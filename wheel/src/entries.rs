//! Ordered list of wheel entries.
//!
//! Entries are identified only by position. Labels are trimmed on the way in
//! and never edited afterwards; duplicates are allowed.

#[cfg(test)]
#[path = "entries_test.rs"]
mod entries_test;

/// The ordered entry sequence shown on the wheel.
#[derive(Debug, Clone, Default, PartialEq, Eq)]
pub struct EntryStore {
    entries: Vec<String>,
}

impl EntryStore {
    #[must_use]
    pub fn new() -> Self {
        Self::default()
    }

    /// Append `text` trimmed of surrounding whitespace.
    ///
    /// Returns the index of the new entry, or `None` if the trimmed text is empty.
    pub fn add(&mut self, text: &str) -> Option<usize> {
        let label = text.trim();
        if label.is_empty() {
            return None;
        }
        self.entries.push(label.to_owned());
        Some(self.entries.len() - 1)
    }

    /// Remove the entry at `index`, shifting later entries down by one.
    ///
    /// Returns the removed label, or `None` if `index` is out of range.
    pub fn remove(&mut self, index: usize) -> Option<String> {
        if index >= self.entries.len() {
            return None;
        }
        Some(self.entries.remove(index))
    }

    #[must_use]
    pub fn get(&self, index: usize) -> Option<&str> {
        self.entries.get(index).map(String::as_str)
    }

    #[must_use]
    pub fn len(&self) -> usize {
        self.entries.len()
    }

    #[must_use]
    pub fn is_empty(&self) -> bool {
        self.entries.is_empty()
    }

    #[must_use]
    pub fn as_slice(&self) -> &[String] {
        &self.entries
    }
}

impl<S: AsRef<str>> FromIterator<S> for EntryStore {
    fn from_iter<I: IntoIterator<Item = S>>(iter: I) -> Self {
        let mut store = Self::new();
        for text in iter {
            store.add(text.as_ref());
        }
        store
    }
}
//! # spinwheel
//!
//! Leptos + WASM front end for the spin-the-wheel widget.
//!
//! This crate contains the page shell, the entry form and list, the winner
//! banner, and the `WheelHost` bridge that mounts the `wheel` crate's
//! imperative canvas engine and drives it from `requestAnimationFrame`.
//! All wheel state lives in one `wheel::engine::EngineCore` held in a
//! reactive signal; components read it through a derived [`state::wheel_view::WheelView`].

pub mod app;
pub mod components;
pub mod state;
pub mod util;
//! Browser glue: sound playback, config loading, and the frame loop.

pub mod audio;
pub mod config;
#[cfg(feature = "csr")]
pub mod frame_loop;
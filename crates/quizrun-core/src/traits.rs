//! The respondent capability trait.
//!
//! The session engine depends only on this trait; concrete implementations
//! (interactive console, scripted) live in the `quizrun-respondents` crate
//! and are selected by the caller, never by the engine.

use async_trait::async_trait;

use crate::error::RespondentError;

/// An actor that can be shown text and asked for answers.
#[async_trait]
pub trait Respondent: Send + Sync {
    /// Short implementation name used in logs (e.g. "console").
    fn name(&self) -> &str;

    /// Show one line of text to the respondent. No failure contract is
    /// assumed by the engine.
    fn display(&self, text: &str);

    /// Produce the next answer. Blocks until the respondent supplies a line;
    /// the engine confines that block to a background task so the session
    /// countdown can preempt it.
    async fn read_answer(&self) -> Result<String, RespondentError>;
}
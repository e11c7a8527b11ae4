//! quizrun-respondents — Respondent implementations.
//!
//! Implements the `Respondent` trait for the interactive console and for
//! scripted answer lists, letting the caller pick how a session is answered.

pub mod console;
pub mod scripted;

pub use console::ConsoleRespondent;
pub use scripted::ScriptedRespondent;
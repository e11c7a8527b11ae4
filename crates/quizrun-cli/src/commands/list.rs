//! The `quizrun list` command.

use std::path::PathBuf;

use anyhow::Result;
use comfy_table::Table;

use quizrun_core::parser;

pub fn execute(problems_path: PathBuf) -> Result<()> {
    let set = parser::parse_problem_file(&problems_path)?;

    let mut table = Table::new();
    table.set_header(vec!["#", "Question", "Answer"]);

    for (index, problem) in set.iter().enumerate() {
        table.add_row(vec![
            (index + 1).to_string(),
            problem.question.clone(),
            problem.answer.clone(),
        ]);
    }

    println!("{table}");
    println!("{} problem(s)", set.len());

    Ok(())
}
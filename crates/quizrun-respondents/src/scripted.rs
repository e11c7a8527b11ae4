//! Scripted respondent for deterministic sessions.

use std::sync::atomic::{AtomicUsize, Ordering};
use std::sync::Mutex;

use async_trait::async_trait;

use quizrun_core::error::RespondentError;
use quizrun_core::traits::Respondent;

/// A respondent that serves a fixed list of answers in order.
///
/// Records every displayed line so tests can assert on the session
/// transcript. With echo enabled it also prints the transcript to stdout,
/// which is what the CLI's `run --answers` mode uses.
pub struct ScriptedRespondent {
    answers: Vec<String>,
    cursor: AtomicUsize,
    displayed: Mutex<Vec<String>>,
    echo: bool,
}

impl ScriptedRespondent {
    /// Create a scripted respondent from an ordered answer list.
    pub fn new<I, S>(answers: I) -> Self
    where
        I: IntoIterator<Item = S>,
        S: Into<String>,
    {
        Self {
            answers: answers.into_iter().map(Into::into).collect(),
            cursor: AtomicUsize::new(0),
            displayed: Mutex::new(Vec::new()),
            echo: false,
        }
    }

    /// Also print displayed lines to stdout.
    pub fn echoing(mut self) -> Self {
        self.echo = true;
        self
    }

    /// Every line displayed so far, in order.
    pub fn displayed(&self) -> Vec<String> {
        self.displayed.lock().unwrap().clone()
    }

    /// Number of answers handed out (or attempted past the end of the list).
    pub fn reads(&self) -> usize {
        self.cursor.load(Ordering::Relaxed)
    }
}

#[async_trait]
impl Respondent for ScriptedRespondent {
    fn name(&self) -> &str {
        "scripted"
    }

    fn display(&self, text: &str) {
        if self.echo {
            println!("{text}");
        }
        self.displayed.lock().unwrap().push(text.to_string());
    }

    async fn read_answer(&self) -> Result<String, RespondentError> {
        let index = self.cursor.fetch_add(1, Ordering::Relaxed);
        match self.answers.get(index) {
            Some(answer) => Ok(answer.clone()),
            // Script exhausted: the input stream is over.
            None => Err(RespondentError::Eof),
        }
    }
}
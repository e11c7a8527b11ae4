//! The `quizrun init` command.

use anyhow::Result;

pub fn execute() -> Result<()> {
    if std::path::Path::new("quizrun.toml").exists() {
        println!("quizrun.toml already exists, skipping.");
    } else {
        std::fs::write("quizrun.toml", SAMPLE_CONFIG)?;
        println!("Created quizrun.toml");
    }

    if std::path::Path::new("problems.yaml").exists() {
        println!("problems.yaml already exists, skipping.");
    } else {
        std::fs::write("problems.yaml", SAMPLE_PROBLEMS)?;
        println!("Created problems.yaml");
    }

    println!("\nNext steps:");
    println!("  1. Edit problems.yaml with your own questions");
    println!("  2. Run: quizrun validate --problems problems.yaml");
    println!("  3. Run: quizrun run --problems problems.yaml --limit 10");

    Ok(())
}

const SAMPLE_CONFIG: &str = r#"# quizrun configuration

problems = "problems.yaml"
limit_secs = 10
"#;

const SAMPLE_PROBLEMS: &str = r#"problems:
  - question: What is the capital of UK
    answer: London
  - question: What is 5 + 10
    answer: "15"
  - question: Which planet is known as the Red Planet
    answer: Mars
"#;
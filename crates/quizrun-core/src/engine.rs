//! The quiz session engine.
//!
//! Drives one session: presents problems in order, races a single
//! session-wide countdown against the collection of each answer, and
//! accumulates the score.

use std::sync::Arc;
use std::time::{Duration, Instant};

use chrono::Utc;
use uuid::Uuid;

use crate::error::{RespondentError, SessionError};
use crate::model::ProblemSet;
use crate::report::SessionReport;
use crate::traits::Respondent;

/// Resolution of one answer attempt. Consumed immediately by the session
/// loop; never persisted.
#[derive(Debug)]
pub enum AnswerOutcome {
    Correct,
    Incorrect,
    TimedOut,
    IoFailure(RespondentError),
}

/// One quiz session: a time limit, a borrowed problem set, and a respondent.
///
/// Construction is pure; all I/O happens in [`QuizSession::run`]. The session
/// is consumed by `run` and the problem set outlives it.
pub struct QuizSession<'a> {
    time_limit: Duration,
    problems: &'a ProblemSet,
    respondent: Arc<dyn Respondent>,
    score: usize,
}

impl<'a> QuizSession<'a> {
    pub fn new(
        time_limit: Duration,
        problems: &'a ProblemSet,
        respondent: Arc<dyn Respondent>,
    ) -> Self {
        Self {
            time_limit,
            problems,
            respondent,
            score: 0,
        }
    }

    /// Run the session to completion and return the final report.
    ///
    /// Ends when the problem set is exhausted, the countdown fires, or the
    /// respondent's read fails. Timer expiry is a normal terminal transition;
    /// only a failed read is an error, returned with the score accumulated so
    /// far. The end-of-session summary is displayed on the first two paths
    /// and skipped on abort.
    pub async fn run(mut self) -> Result<SessionReport, SessionError> {
        let started_at = Utc::now();
        let start = Instant::now();
        let total = self.problems.len();

        tracing::debug!(
            respondent = self.respondent.name(),
            problems = total,
            limit_secs = self.time_limit.as_secs_f64(),
            "session started"
        );

        // One countdown for the whole session. Armed here, polled across
        // every question, never re-armed.
        let countdown = tokio::time::sleep(self.time_limit);
        tokio::pin!(countdown);

        let mut timed_out = false;

        for (index, problem) in self.problems.iter().enumerate() {
            let number = index + 1;
            self.respondent
                .display(&format!("Problem {number}: {} ?", problem.question));

            // The read blocks until the respondent produces a line, so it
            // runs on its own task where the countdown can preempt it.
            // Surrounding whitespace is stripped as part of collection.
            let respondent = Arc::clone(&self.respondent);
            let mut answer = tokio::spawn(async move {
                respondent
                    .read_answer()
                    .await
                    .map(|raw| raw.trim().to_string())
            });

            let outcome = tokio::select! {
                // Polled first: an expired budget beats a simultaneously
                // ready answer, so a zero limit scores nothing.
                biased;
                () = &mut countdown => AnswerOutcome::TimedOut,
                joined = &mut answer => match joined {
                    Ok(Ok(text)) if text == problem.answer => AnswerOutcome::Correct,
                    Ok(Ok(_)) => AnswerOutcome::Incorrect,
                    Ok(Err(source)) => AnswerOutcome::IoFailure(source),
                    Err(join_err) => {
                        AnswerOutcome::IoFailure(RespondentError::TaskFailed(join_err.to_string()))
                    }
                },
            };

            match outcome {
                AnswerOutcome::Correct => {
                    self.respondent.display("Correct");
                    self.score += 1;
                }
                AnswerOutcome::Incorrect => {
                    self.respondent.display("Wrong");
                }
                AnswerOutcome::TimedOut => {
                    // The in-flight read is abandoned, not cancelled: the
                    // dropped JoinHandle detaches the task, which runs to
                    // completion in the background and has its result
                    // discarded.
                    tracing::debug!(problem = number, score = self.score, "time limit reached");
                    timed_out = true;
                    break;
                }
                AnswerOutcome::IoFailure(source) => {
                    tracing::error!(problem = number, error = %source, "answer read failed");
                    return Err(SessionError {
                        score: self.score,
                        problem: number,
                        source,
                    });
                }
            }
        }

        self.respondent.display(&format!(
            "Game over! Your score is {} from {total}",
            self.score
        ));

        Ok(SessionReport {
            session_id: Uuid::new_v4(),
            started_at,
            score: self.score,
            total,
            timed_out,
            duration_ms: start.elapsed().as_millis() as u64,
        })
    }
}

========

*YOUR GOAL*:
Return all lines in the data that include the word "format".

*EXERCISE SOLUTION*:
                .display(&format!("Problem {number}: {} ?", problem.question));
        self.respondent.display(&format!(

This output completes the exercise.